Хитроумный Хуал Миггет! Он придумал этот остроумнейший способ, придававший его тайнику полностью убедительный облик. Видите ли, если взять мумию и острым ножом очень тщательно разрезать бинты сбоку от ее головы до ног, иногда удается отделить бурые древние повязки от самой мумии в виде двух половин, передней и задней; сделавшиеся жесткими от возраста и употребленных некогда бальзамических средств, они в полной точности останутся повторять очертания мумии, которую так долго охватывали собой.
Мудрый Хуал Миггет! Он отделил повязки от, так сказать, прежнего владельца в виде двух продольных половин, а потом, уничтожив, по его словам, мумию, уложил своего сына в нижнюю половину кокона, так что для постороннего взгляда в футляре мумии почивал ее прежний обладатель, завернутый в бинты, остававшиеся неприкосновенными несчетные и канувшие в вечность века. Для дыхания он предусмотрел несколько потайных щелей, проделав таковые же в самом футляре и внешнем ящике.
Можно не удивляться тому, что дотошные китайцы так и не наткнулись на его ухоронку, когда обыскивали лавку!
Подняв повторяющую очертания тела крышку из бурых бинтов, я заглянул внутрь. Под ней лежал нездорового вида китаец, пребывавший в глубочайшем дурмане и одновременно – в чрезвычайно немытом состоянии. Оболочка из бинтов была длинной, куда более длинной, чем тело молодого китайца, и в ногах его под причудливой мешковиной было пристроено вырезанное из великолепного янтаря старинное изображение Безымянного бога Куха, алчущего крови.
На самом деле чудовище это имени не имеет и его заменяет только некий гортанный и терзающий ухо звук, потому-то оно и известно под именем Безымянного бога.
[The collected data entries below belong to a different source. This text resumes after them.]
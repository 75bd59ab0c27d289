//! Popular-index shape rule
//!
//! `popularPackageIndex` marks which pricing card is highlighted. The current
//! schema stores one index per mode; records written before the retainer
//! launch hold a bare integer, and some records never had the field at all.

use serde_json::{json, Value};

use super::{present, AuditRule, RuleAction};
use crate::model::PackageConfig;

/// Neutral highlight position used when no index was ever stored
const DEFAULT_INDEX: i64 = 2;

/// Migrates `popularPackageIndex` to the dual-mode shape
pub struct PopularIndexRule;

impl AuditRule for PopularIndexRule {
    fn id(&self) -> &str {
        "popular_index"
    }

    fn name(&self) -> &str {
        "Popular index shape"
    }

    fn description(&self) -> &str {
        "Migrates bare popular-package indexes to the per-mode shape and \
         defaults absent ones"
    }

    fn evaluate(&self, record: &PackageConfig) -> Vec<RuleAction> {
        match present(record.popular_package_index.as_ref()) {
            Some(Value::Number(n)) => {
                // Legacy bare index: preserve the value under both modes
                let value = json!({ "onetime": n, "retainer": n });
                vec![RuleAction::Repair {
                    field: "popularPackageIndex",
                    value,
                    description: format!(
                        "{}: popularPackageIndex was a bare index ({}), replicated under both modes",
                        record.label(),
                        n
                    ),
                }]
            }
            None => {
                let value = json!({ "onetime": DEFAULT_INDEX, "retainer": DEFAULT_INDEX });
                vec![RuleAction::Repair {
                    field: "popularPackageIndex",
                    value,
                    description: format!(
                        "{}: popularPackageIndex was missing, defaulted to {} for both modes",
                        record.label(),
                        DEFAULT_INDEX
                    ),
                }]
            }
            // Dual-mode shaped, or some other type this rule does not judge
            Some(_) => vec![],
        }
    }
}

#[cfg(test)]
mod tests {
    use super::*;
    use serde_json::json;

    fn record_with_index(value: Option<Value>) -> PackageConfig {
        let mut record = PackageConfig::with_id("rec_pop");
        record.popular_package_index = value;
        record
    }

    #[test]
    fn test_bare_number_replicated_under_both_modes() {
        let record = record_with_index(Some(json!(3)));
        let actions = PopularIndexRule.evaluate(&record);

        assert_eq!(actions.len(), 1);
        match &actions[0] {
            RuleAction::Repair { field, value, description } => {
                assert_eq!(*field, "popularPackageIndex");
                assert_eq!(*value, json!({"onetime": 3, "retainer": 3}));
                assert!(description.contains("rec_pop"));
            }
            other => panic!("expected repair, got {:?}", other),
        }
    }

    #[test]
    fn test_absent_defaults_to_neutral_index() {
        for value in [None, Some(Value::Null)] {
            let record = record_with_index(value);
            let actions = PopularIndexRule.evaluate(&record);

            assert_eq!(actions.len(), 1);
            match &actions[0] {
                RuleAction::Repair { value, .. } => {
                    assert_eq!(*value, json!({"onetime": 2, "retainer": 2}));
                }
                other => panic!("expected repair, got {:?}", other),
            }
        }
    }

    #[test]
    fn test_dual_mode_shape_untouched() {
        let record = record_with_index(Some(json!({"onetime": 1, "retainer": 0})));
        assert!(PopularIndexRule.evaluate(&record).is_empty());
    }

    #[test]
    fn test_unexpected_type_untouched() {
        let record = record_with_index(Some(json!("2")));
        assert!(PopularIndexRule.evaluate(&record).is_empty());
    }

    #[test]
    fn test_zero_index_preserved() {
        let record = record_with_index(Some(json!(0)));
        let actions = PopularIndexRule.evaluate(&record);
        match &actions[0] {
            RuleAction::Repair { value, .. } => {
                assert_eq!(*value, json!({"onetime": 0, "retainer": 0}));
            }
            other => panic!("expected repair, got {:?}", other),
        }
    }
}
В звуковом запасе ни одного народа Земли не найдется подлинного эквивалента этому гортанному звуку, служащему именем воплощению самого страшного из желаний – изначальной кровожадности, являющей собой разновидность алчности, отмиравшей столетие за столетием под воздействием кодекса сдержанности, чаще именуемого религией.
Как я уже сказал, ни в одном языке не существует знака или письменного эквивалента тому гортанному звуку, которым именуется сие воистину жуткое обожествление самого чудовищного из примитивных желаний, и потому его приблизительное фонетическое соответствие – Кух – стало тем именем, которым пользуются западные авторы, занимающиеся страшным знанием, касающимся воплощения всего, что стоит за всяким низменным устремлением человека.
И вот перед моими глазами предстало великолепное изображение кровавого монстра, вырезанное из огромного куска желтого янтаря во всех мерзких подробностях своего злодейского облика, воспроизведенных с потрясающим и жутким мастерством.
Торопливо опустив все крышки на место, я поспешил выбраться из-за прилавка, так как во внутренней комнате явно зашевелился чудовищного роста китаец. По сему поводу я возобновил изучение бронзового идола козлобога и, поворачивая его туда и сюда, отметил, что ручка двери внутренней комнаты неслышно поворачивается. Потом дверь медленно отворилась, и в лавку просунулась арбузная башка рослого китайца, немедленно начавшего осматривать помещение. Он смотрел вокруг себя, как большое животное, уродливая голова его и плоское некрасивое лицо поворачивались из стороны в сторону… Примерно так по моим наблюдениям крутит головой опасный бык, прежде чем броситься рогами вперед.